At the meeting, the experts acknowledged that the PCV2 virus is known to cause a wasting disease in pigs, similar in type to the AIDS virus in humans. While acknowledging that the entire short and long term risks from the porcine circoviruses PCV1 and PCV2 are as yet unknown, the advisory panel decided that 'the benefits of the vaccine trump its risks.' By contrast, health authorities in Hong Kong ordered an immediate recall of Merck Rotateq despite the U.S. panel's recommendation to keep the vaccine on the market.

Shocked at the advisory panel's recommendations for the health and safety of American children, the Coalition for Vaccine Safety (CVS) calls on FDA Commissioner Hamburg to re-assess the panel's hastily-considered risk-benefit analysis and suspend the use of both rotavirus vaccines.  Steering Committee member Mary Holland said, "How can you say the benefits outweigh the risks when you don't know what the risks are?" A safety first agenda demands suspension of the vaccines immediately while the short and long term risks are studied, especially since rotavirus is a relatively benign and treatable gastrointestinal disease that is rarely fatal in the United States.  

The risks from PCV1 and PCV2 are real and potentially testable by analyzing lymphoid tissues, which is where the human immunodeficiency virus hides during its latency period.  Immediate independent analysis should be done on children and primates who have received these vaccines before another child receives the rotavirus vaccine.  According to CVS member Lyn Redwood, RN, "It is impossible for parents to give free and informed consent to a vaccine containing pig virus DNA when their risks are unknown.  To continue to administer these vaccines given the impossibility of informed consent is unethical."

The FDA expert panel's failure to urge suspension of contaminated vaccines underscores the need for immediate Congressional hearings on vaccine safety.  The apparent conflicts of interest in the U.S. vaccine program are illustrated by the fact that the Director of the Centers for Disease Control and Prevention (CDC) until January 2009, Dr. Julie Gerberding, is now the President of Merck Vaccines. In 2007, under her stewardship, 97% of CDC outside experts failed to complete their conflict of interest disclosure forms as required by law.
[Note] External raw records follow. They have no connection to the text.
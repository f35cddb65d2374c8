//! Configuration manager for warden.
//!
//! Values come from `config.yaml`, then environment variables (a `.env` file
//! is honoured) override them.

use std::fs::File;
use std::path::{Path, PathBuf};
use std::sync::Arc;
use std::time::Duration;

use axum::extract::FromRef;
use serde::{Deserialize, Serialize};

use crate::AppState;

const DEFAULT_CONFIG_PATH: &str = "config.yaml";
const VERSION: &str = env!("CARGO_PKG_VERSION");

pub const DEFAULT_PORT: u16 = 8080;
pub const DEFAULT_REQUEST_TIMEOUT_SECS: u64 = 10;
pub const DEFAULT_ACCESS_TTL_MINUTES: i64 = 30;
pub const DEFAULT_REFRESH_TTL_MINUTES: i64 = 7 * 24 * 60;

/// Where the instance runs. Anything but production exposes OTPs in
/// responses and accepts the captcha bypass.
#[derive(Clone, Copy, Debug, Default, PartialEq, Eq, Serialize, Deserialize)]
#[serde(rename_all = "lowercase")]
pub enum Environment {
    #[default]
    Development,
    Production,
}

impl Environment {
    pub fn is_production(&self) -> bool {
        matches!(self, Environment::Production)
    }
}

impl std::str::FromStr for Environment {
    type Err = std::convert::Infallible;

    fn from_str(s: &str) -> Result<Self, Self::Err> {
        Ok(match s.to_ascii_lowercase().as_str() {
            "prod" | "production" => Environment::Production,
            _ => Environment::Development,
        })
    }
}

#[derive(Debug, Clone, PartialEq, Serialize, Deserialize)]
#[serde(default)]
pub struct Configuration {
    /// Instance name.
    pub name: String,
    pub env: Environment,
    /// Port the HTTP server listens on.
    pub port: u16,
    /// Upper bound of a request, in seconds.
    pub request_timeout: u64,
    #[serde(skip_deserializing)]
    version: String,
    #[serde(skip)]
    path: PathBuf,
    /// Related to PostgreSQL configuration.
    #[serde(skip_serializing)]
    pub postgres: Option<Postgres>,
    /// Related to Redis configuration.
    #[serde(skip_serializing)]
    pub redis: Option<Redis>,
    /// Related to Argon2 configuration.
    #[serde(skip_serializing)]
    pub argon2: Option<Argon2>,
    /// Related to JsonWebToken configuration.
    #[serde(skip_serializing)]
    pub token: Token,
    /// Related to one-time codes.
    #[serde(skip_serializing)]
    pub otp: Otp,
    /// Related to the captcha verification service.
    #[serde(skip_serializing)]
    pub captcha: Option<Captcha>,
}

impl Default for Configuration {
    fn default() -> Self {
        Self {
            name: "warden".into(),
            env: Environment::default(),
            port: DEFAULT_PORT,
            request_timeout: DEFAULT_REQUEST_TIMEOUT_SECS,
            version: VERSION.to_owned(),
            path: PathBuf::default(),
            postgres: None,
            redis: None,
            argon2: None,
            token: Token::default(),
            otp: Otp::default(),
            captcha: None,
        }
    }
}

/// PostgreSQL configuration.
#[derive(Debug, Default, PartialEq, Clone, Serialize, Deserialize)]
pub struct Postgres {
    /// Full connection URL. Takes precedence over the other fields.
    pub url: Option<String>,
    /// Hostname:(?port) for PostgreSQL instance.
    #[serde(default)]
    pub address: String,
    /// Database name.
    pub database: Option<String>,
    /// Username credential to connect.
    pub username: Option<String>,
    /// Password credential to connect.
    pub password: Option<String>,
    /// Maximum pool connections.
    pub pool_size: Option<u32>,
}

/// Redis configuration.
#[derive(Debug, Default, PartialEq, Clone, Serialize, Deserialize)]
pub struct Redis {
    pub url: String,
}

/// Captcha service configuration.
#[derive(Debug, Default, PartialEq, Clone, Serialize, Deserialize)]
pub struct Captcha {
    /// Base URL, `/api/v1/verify-captcha` is appended.
    pub url: String,
    /// Sent as `Secret-Key`.
    #[serde(default)]
    pub secret: String,
}

/// Argon2 configuration.
#[derive(Debug, PartialEq, Clone, Serialize, Deserialize)]
pub struct Argon2 {
    /// Memory used while hashing.
    pub memory_cost: u32,
    /// Iterations of hash.
    pub iterations: u32,
    /// Parallelism degree.
    pub parallelism: u32,
    /// Output hash length.
    pub hash_length: usize,
}

impl Default for Argon2 {
    fn default() -> Self {
        Self {
            memory_cost: 1024 * 64, // 64 MiB.
            iterations: 4,
            parallelism: 2,
            hash_length: 32,
        }
    }
}

/// Json Web Token configuration.
///
/// Lifetimes are kept as raw strings so a malformed value degrades to the
/// default instead of refusing to boot.
#[derive(Debug, Default, PartialEq, Clone, Serialize, Deserialize)]
#[serde(default)]
pub struct Token {
    pub access_secret: String,
    pub refresh_secret: String,
    pub access_ttl_minutes: Option<String>,
    pub refresh_ttl_minutes: Option<String>,
}

fn minutes_or(raw: Option<&str>, fallback: i64, name: &str) -> chrono::Duration {
    match raw.map(|v| v.trim().parse::<i64>()) {
        Some(Ok(minutes)) if minutes > 0 => chrono::Duration::minutes(minutes),
        Some(_) => {
            tracing::warn!(%name, value = ?raw, fallback, "invalid token lifetime, using default");
            chrono::Duration::minutes(fallback)
        },
        None => {
            tracing::warn!(%name, fallback, "token lifetime not set, using default");
            chrono::Duration::minutes(fallback)
        },
    }
}

impl Token {
    pub fn access_ttl(&self) -> chrono::Duration {
        minutes_or(
            self.access_ttl_minutes.as_deref(),
            DEFAULT_ACCESS_TTL_MINUTES,
            "access",
        )
    }

    pub fn refresh_ttl(&self) -> chrono::Duration {
        minutes_or(
            self.refresh_ttl_minutes.as_deref(),
            DEFAULT_REFRESH_TTL_MINUTES,
            "refresh",
        )
    }
}

/// One-time code configuration.
#[derive(Debug, PartialEq, Clone, Serialize, Deserialize)]
#[serde(default)]
pub struct Otp {
    /// Number of digits.
    pub length: usize,
    /// Lifetime of a held signup.
    pub pending_ttl_minutes: u64,
    /// Lifetime of a password reset code.
    pub forgot_ttl_minutes: u64,
}

impl Default for Otp {
    fn default() -> Self {
        Self {
            length: crate::otp::DEFAULT_OTP_LENGTH,
            pending_ttl_minutes: 6,
            forgot_ttl_minutes: 5,
        }
    }
}

impl Otp {
    pub fn pending_ttl(&self) -> Duration {
        Duration::from_secs(self.pending_ttl_minutes * 60)
    }

    pub fn forgot_ttl(&self) -> Duration {
        Duration::from_secs(self.forgot_ttl_minutes * 60)
    }
}

impl FromRef<AppState> for Arc<Configuration> {
    fn from_ref(state: &AppState) -> Arc<Configuration> {
        Arc::clone(&state.config)
    }
}

impl Configuration {
    pub fn path(mut self, path: PathBuf) -> Self {
        self.path = path;
        self
    }

    pub fn version(&self) -> &str {
        &self.version
    }

    pub fn request_timeout(&self) -> Duration {
        Duration::from_secs(self.request_timeout)
    }

    /// Reads the `config.yaml` file from the specified path or the default
    /// location, then applies environment overrides.
    pub fn read(self) -> Arc<Self> {
        let file_path = if self.path.is_file() {
            self.path.clone()
        } else {
            Path::new(DEFAULT_CONFIG_PATH).to_path_buf()
        };

        let mut config = match File::open(&file_path) {
            Ok(file) => match serde_yaml::from_reader::<_, Configuration>(file) {
                Ok(config) => config,
                Err(err) => self.error(err),
            },
            Err(err) => self.error(err),
        };

        config.version = VERSION.to_owned();
        config.apply_env(|key| std::env::var(key).ok());

        Arc::new(config)
    }

    /// Override values with environment variables, fetched through
    /// `lookup`.
    pub fn apply_env(&mut self, lookup: impl Fn(&str) -> Option<String>) {
        if let Some(env) = lookup("ENV") {
            self.env = env.parse().unwrap_or_default();
        }
        if let Some(port) = lookup("REST_PORT") {
            match port.parse() {
                Ok(port) => self.port = port,
                Err(_) => tracing::warn!(%port, "ignoring invalid `REST_PORT`"),
            }
        }
        if let Some(url) = lookup("DB_URL") {
            self.postgres.get_or_insert_with(Postgres::default).url = Some(url);
        }
        if let Some(url) = lookup("REDIS_URL") {
            self.redis = Some(Redis { url });
        }
        if let Some(url) = lookup("CAPTCHA_BASE_URL") {
            self.captcha.get_or_insert_with(Captcha::default).url = url;
        }
        if let Some(secret) = lookup("CAPTCHA_SECRET_KEY") {
            self.captcha.get_or_insert_with(Captcha::default).secret = secret;
        }
        if let Some(secret) = lookup("ACCESS_TOKEN_SECRET") {
            self.token.access_secret = secret;
        }
        if let Some(secret) = lookup("REFRESH_TOKEN_SECRET") {
            self.token.refresh_secret = secret;
        }
        if let Some(minutes) = lookup("ACCESS_TOKEN_EXPIRATION_MINUTES") {
            self.token.access_ttl_minutes = Some(minutes);
        }
        if let Some(minutes) = lookup("REFRESH_TOKEN_EXPIRATION_MINUTES") {
            self.token.refresh_ttl_minutes = Some(minutes);
        }
        if let Some(minutes) = lookup("OTP_TTL_MINUTES") {
            match minutes.parse() {
                Ok(minutes) => self.otp.forgot_ttl_minutes = minutes,
                Err(_) => tracing::warn!(%minutes, "ignoring invalid `OTP_TTL_MINUTES`"),
            }
        }
    }

    /// Return a default configuration as fallback.
    fn error(&self, err: impl std::error::Error) -> Self {
        tracing::error!(error = %err, "`config.yaml` file not found or invalid");
        Self::default()
    }
}

#[cfg(test)]
mod tests {
    use super::*;
    use std::collections::HashMap;

    #[test]
    fn test_yaml_with_defaults() {
        let config: Configuration = serde_yaml::from_str(
            r#"
name: warden
env: production
postgres:
  address: localhost:5432
otp:
  length: 6
"#,
        )
        .unwrap();

        assert!(config.env.is_production());
        assert_eq!(config.port, DEFAULT_PORT);
        assert_eq!(config.otp.length, 6);
        assert_eq!(config.otp.forgot_ttl_minutes, 5);
        assert_eq!(
            config.postgres.map(|p| p.address).as_deref(),
            Some("localhost:5432")
        );
        assert!(config.redis.is_none());
    }

    #[test]
    fn test_env_overrides() {
        let vars = HashMap::from([
            ("ENV", "production"),
            ("REST_PORT", "9000"),
            ("DB_URL", "postgres://u:p@db/warden"),
            ("REDIS_URL", "redis://cache:6379"),
            ("ACCESS_TOKEN_SECRET", "a"),
            ("REFRESH_TOKEN_SECRET", "r"),
            ("ACCESS_TOKEN_EXPIRATION_MINUTES", "15"),
            ("OTP_TTL_MINUTES", "3"),
            ("CAPTCHA_BASE_URL", "http://captcha:3000"),
            ("CAPTCHA_SECRET_KEY", "s3cret"),
        ]);

        let mut config = Configuration::default();
        config.apply_env(|key| vars.get(key).map(|v| v.to_string()));

        assert!(config.env.is_production());
        assert_eq!(config.port, 9000);
        assert_eq!(
            config.postgres.and_then(|p| p.url).as_deref(),
            Some("postgres://u:p@db/warden")
        );
        assert_eq!(config.redis.map(|r| r.url).as_deref(), Some("redis://cache:6379"));
        assert_eq!(config.token.access_ttl(), chrono::Duration::minutes(15));
        assert_eq!(config.token.refresh_ttl(), chrono::Duration::days(7));
        assert_eq!(config.otp.forgot_ttl(), Duration::from_secs(180));
        assert_eq!(
            config.captcha,
            Some(Captcha {
                url: "http://captcha:3000".into(),
                secret: "s3cret".into(),
            })
        );
    }

    #[test]
    fn test_token_lifetime_fallback() {
        let token = Token {
            access_ttl_minutes: Some("soon".into()),
            refresh_ttl_minutes: Some("-4".into()),
            ..Default::default()
        };
        assert_eq!(token.access_ttl(), chrono::Duration::minutes(30));
        assert_eq!(token.refresh_ttl(), chrono::Duration::days(7));
    }
}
The lack of direct corporate accountability for vaccine products, codified by the 1986 Childhood Vaccine Injury Compensation Act, further complicates conflicts of interests in the national vaccine program.

CVS is an alliance of organizations dedicated to vaccine safety representing over 75,000 families.  In recent letters to the Chairmen and Ranking Members of House and Senate Committees charged with oversight of the Department of Health and Human Services (HHS), the Coalition called for hearings to investigate HHS, CDC and other government agencies.  These federal agencies have failed to comply with the terms of the 1986 Vaccine Injury Compensation Act (VICA) by not providing critical vaccine safety science.